//! Error taxonomy for the port-forward core.
//!
//! Every failure in this crate is recoverable: validation and resolution
//! errors keep the operator's dialog open, conflicts leave the registry
//! untouched, and bind/runtime failures always end with the forwarder
//! evicted. Nothing here is allowed to take the console down.

use std::io;

use crate::forward::ForwarderKey;
use crate::port::TunnelSpec;

#[derive(Debug, thiserror::Error)]
pub enum ForwardError {
    /// Malformed port text or mismatched remote/local cardinality.
    #[error("{0}")]
    Validation(String),

    /// The preferred-port annotation names a port that cannot be resolved.
    #[error("unable to resolve preferred port: {0}")]
    Resolution(String),

    /// A forwarder is already registered for this container.
    #[error("a port-forward already exists on container {0}")]
    Conflict(ForwarderKey),

    /// The local endpoint is already held by another forwarder (or repeated
    /// within the same batch).
    #[error("local port {address}:{port} is already forwarded by {owner}")]
    LocalPortConflict {
        address: String,
        port: u16,
        owner: ForwarderKey,
    },

    /// The local listener could not be bound.
    #[error("unable to bind {}:{}: {source}", spec.address, spec.local_port)]
    Bind {
        spec: TunnelSpec,
        #[source]
        source: io::Error,
    },

    /// An active tunnel died underneath us.
    #[error("port-forward {key} terminated: {reason}")]
    Runtime { key: ForwarderKey, reason: String },

    #[error("no port-forward found for {0}")]
    NotFound(ForwarderKey),

    /// The forwarder was stopped before its tunnels finished binding.
    #[error("port-forward {0} was cancelled while starting")]
    Cancelled(ForwarderKey),

    #[error("port-forward limit reached (max {0})")]
    LimitReached(usize),

    /// Workload lookup or state precondition failed.
    #[error("{0}")]
    Workload(String),

    #[error("config: {0}")]
    Config(String),
}

impl ForwardError {
    /// Short taxonomy label used in structured log fields.
    pub fn kind(&self) -> &'static str {
        match self {
            Self::Validation(_) => "validation",
            Self::Resolution(_) => "resolution",
            Self::Conflict(_) | Self::LocalPortConflict { .. } => "conflict",
            Self::Bind { .. } => "bind",
            Self::Runtime { .. } => "runtime",
            Self::NotFound(_) => "not_found",
            Self::Cancelled(_) => "cancelled",
            Self::LimitReached(_) => "limit",
            Self::Workload(_) => "workload",
            Self::Config(_) => "config",
        }
    }

    /// Errors the operator can fix in place without the dialog closing.
    pub fn is_recoverable_input(&self) -> bool {
        matches!(self, Self::Validation(_) | Self::Resolution(_))
    }
}

impl From<kube::Error> for ForwardError {
    fn from(e: kube::Error) -> Self {
        Self::Workload(e.to_string())
    }
}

****************

What the exercise asks
Give every line of the material again, exactly.

Task result
//! Error taxonomy for the port-forward core.
//!
//! Every failure in this crate is recoverable: validation and resolution
//! errors keep the operator's dialog open, conflicts leave the registry
//! untouched, and bind/runtime failures always end with the forwarder
//! evicted. Nothing here is allowed to take the console down.

use std::io;

use crate::forward::ForwarderKey;
use crate::port::TunnelSpec;

#[derive(Debug, thiserror::Error)]
pub enum ForwardError {
    /// Malformed port text or mismatched remote/local cardinality.
    #[error("{0}")]
    Validation(String),

    /// The preferred-port annotation names a port that cannot be resolved.
    #[error("unable to resolve preferred port: {0}")]
    Resolution(String),

    /// A forwarder is already registered for this container.
    #[error("a port-forward already exists on container {0}")]
    Conflict(ForwarderKey),

    /// The local endpoint is already held by another forwarder (or repeated
    /// within the same batch).
    #[error("local port {address}:{port} is already forwarded by {owner}")]
    LocalPortConflict {
        address: String,
        port: u16,
        owner: ForwarderKey,
    },

    /// The local listener could not be bound.
    #[error("unable to bind {}:{}: {source}", spec.address, spec.local_port)]
    Bind {
        spec: TunnelSpec,
        #[source]
        source: io::Error,
    },

    /// An active tunnel died underneath us.
    #[error("port-forward {key} terminated: {reason}")]
    Runtime { key: ForwarderKey, reason: String },

    #[error("no port-forward found for {0}")]
    NotFound(ForwarderKey),

    /// The forwarder was stopped before its tunnels finished binding.
    #[error("port-forward {0} was cancelled while starting")]
    Cancelled(ForwarderKey),

    #[error("port-forward limit reached (max {0})")]
    LimitReached(usize),

    /// Workload lookup or state precondition failed.
    #[error("{0}")]
    Workload(String),

    #[error("config: {0}")]
    Config(String),
}

impl ForwardError {
    /// Short taxonomy label used in structured log fields.
    pub fn kind(&self) -> &'static str {
        match self {
            Self::Validation(_) => "validation",
            Self::Resolution(_) => "resolution",
            Self::Conflict(_) | Self::LocalPortConflict { .. } => "conflict",
            Self::Bind { .. } => "bind",
            Self::Runtime { .. } => "runtime",
            Self::NotFound(_) => "not_found",
            Self::Cancelled(_) => "cancelled",
            Self::LimitReached(_) => "limit",
            Self::Workload(_) => "workload",
            Self::Config(_) => "config",
        }
    }

    /// Errors the operator can fix in place without the dialog closing.
    pub fn is_recoverable_input(&self) -> bool {
        matches!(self, Self::Validation(_) | Self::Resolution(_))
    }
}

impl From<kube::Error> for ForwardError {
    fn from(e: kube::Error) -> Self {
        Self::Workload(e.to_string())
    }
}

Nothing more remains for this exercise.